05 — Oxidative Stress
Oxidative Stress and Free Radicals
You have probably seen "antioxidants" on skincare labels. Here is the biology behind why they matter for ageing — and why not all antioxidant claims are equal.
What are free radicals?
Free radicals are unstable molecules with an unpaired electron — they "steal" electrons from surrounding molecules to stabilise themselves, damaging whatever they take from. In the skin, the primary sources of free radical generation are UV radiation, air pollution (particularly ozone and PM2.5), cigarette smoke, and normal cellular metabolism.
Free radicals damage DNA, oxidise structural skin lipids, impair fibroblast function, and activate the same MMP enzymes that UV activates — triggering collagen breakdown through oxidative rather than photochemical pathways. This is why pollution-exposed skin ages differently to UV-exposed skin, and why both require antioxidant support.
The skin's own antioxidant system
Healthy young skin has robust endogenous antioxidant defences — vitamin E, vitamin C, superoxide dismutase, catalase, and glutathione. These are depleted by UV, pollution, and ageing itself. As they fall, the skin becomes less able to neutralise the free radicals generated by daily environmental exposure — accelerating cumulative oxidative damage. Topical antioxidants support this depleted system.
Vitamin C — the most studied topical antioxidant
L-ascorbic acid (vitamin C) is the most evidence-rich topical antioxidant for skin ageing. It neutralises free radicals, is a required co-factor in collagen synthesis (without adequate vitamin C, the collagen triple helix cannot form correctly), and helps inhibit melanin production pathways that contribute to uneven tone. Its main challenges in skincare are stability — it oxidises rapidly on exposure to air and light — and the pH sensitivity of effective formulations (requires pH 2.5–3.5 for optimal absorption, which can be irritating to disrupted skin barriers).
06 — Glycation
Glycation — The Sugar Problem in Skin Ageing
Glycation is one of the less-discussed mechanisms of skin ageing, but it is a significant and distinct contributor — particularly relevant for understanding why skin tone, texture, and firmness can change even with good UV protection.
What is glycation?
Glycation is a chemical process in which glucose (sugar) molecules bind non-enzymatically to proteins — including collagen and elastin fibres. The initial binding produces reversible compounds, but over time these cross-link and oxidise into stable, irreversible compounds called Advanced Glycation End-products (AGEs).

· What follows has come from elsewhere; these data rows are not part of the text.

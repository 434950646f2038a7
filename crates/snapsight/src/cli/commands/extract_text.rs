//! Extract-text command implementation.

use anyhow::Context;
use snapsight_engine::imaging::{load_image, ImageProcessor};
use snapsight_engine::ocr::{OcrsRecognizer, TextExtractor, WordListDictionary};

use crate::cli::ExtractTextArgs;
use crate::output::Output;

pub fn run(args: ExtractTextArgs, output: &Output) -> anyhow::Result<()> {
    let image = load_image(&args.image)?;

    let dictionary = match &args.dictionary {
        Some(path) => WordListDictionary::load(path)?,
        None => WordListDictionary::load_default()?,
    };

    let recognizer = match &args.models_dir {
        Some(dir) => OcrsRecognizer::new(dir)?,
        None => OcrsRecognizer::with_default_models()?,
    };

    let extractor = TextExtractor::new(ImageProcessor, recognizer, dictionary);
    let result = extractor.extract_text(&image);

    output
        .print_extraction(&result)
        .context("failed to print extraction result")
}
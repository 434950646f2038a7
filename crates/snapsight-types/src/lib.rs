//! Shared result types for the snapsight workspace.
//!
//! These are the records the engine hands back to callers: OCR extraction
//! results with their ranking score, and face detection results with the
//! parameters used to produce them.

pub mod extraction;
pub mod faces;

pub use extraction::{ExtractionResult, Score};
pub use faces::{DetectionParams, FaceDetectionResult, FaceRegion};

AGEs make collagen fibres stiff, brittle, and resistant to normal repair processes. They also produce a characteristic yellowing of the skin — one of the reasons skin takes on a sallow, dull appearance with age that is distinct from pigmentation changes caused by UV. AGEs accumulate throughout life and cannot be reversed by topical skincare — their primary management is through prevention.
What accelerates glycation?
- High blood glucose levels — the most direct driver; dietary glycaemic load is meaningfully relevant
- UV radiation — UV and glycation interact to accelerate AGE formation in a synergistic way
- Oxidative stress — free radicals accelerate the cross-linking step of AGE formation
- Age itself — AGEs accumulate across decades; older tissue has more cross-linked collagen regardless of other factors
07 — Visible Changes
What Visible Ageing Actually Looks Like — And Why
Every visible sign of ageing has a specific biological cause. Knowing which is which helps evaluate which interventions are likely to help and which are not.
| Visible sign | Primary biological cause | Primarily intrinsic or extrinsic? |
|---|---|---|
| Fine lines | Collagen decline + ceramide depletion + slower cell turnover | Both |
| Deep wrinkles | MMP-driven collagen breakdown + repeated mechanical movement + elastin loss | Primarily extrinsic (UV) |
| Loss of firmness / sagging | Collagen and elastin structural decline; fat compartment redistribution | Both |
| Uneven pigmentation / dark spots | Cumulative UV activation of melanocytes; impaired melanin regulation | Primarily extrinsic (UV) |
| Dullness and rough texture | Slow cell turnover; ceramide depletion; surface dead cell accumulation; glycation | Both |
| Dryness and sensitivity | Ceramide depletion; reduced NMF; barrier thinning | Primarily intrinsic |
| Sallow/yellowish tone | AGE accumulation (glycation); reduced blood vessel density | Both |
| Enlarged pores | Reduced collagen scaffolding supporting pore structure; increased sebum oxidation | Both |
08 — Skin Tone & Ageing
How Ageing Differs Across Skin Tones
Skin ageing is a universal process — but its timing, pattern, and visible presentation vary meaningfully across Fitzpatrick skin types. Understanding these differences helps calibrate expectations and priorities.
Melanin and photoageing protection
Melanin provides some inherent photoprotection — Fitzpatrick V–VI skin has a natural SPF equivalent of approximately 13 compared to approximately 3 in Fitzpatrick I–II. This means that in darker skin tones, photoageing progresses more slowly in early decades. The characteristic deep wrinkles and severe elasticity loss common in lighter, heavily sun-exposed skin tend to appear later and less severely in darker skin tones — all else being equal.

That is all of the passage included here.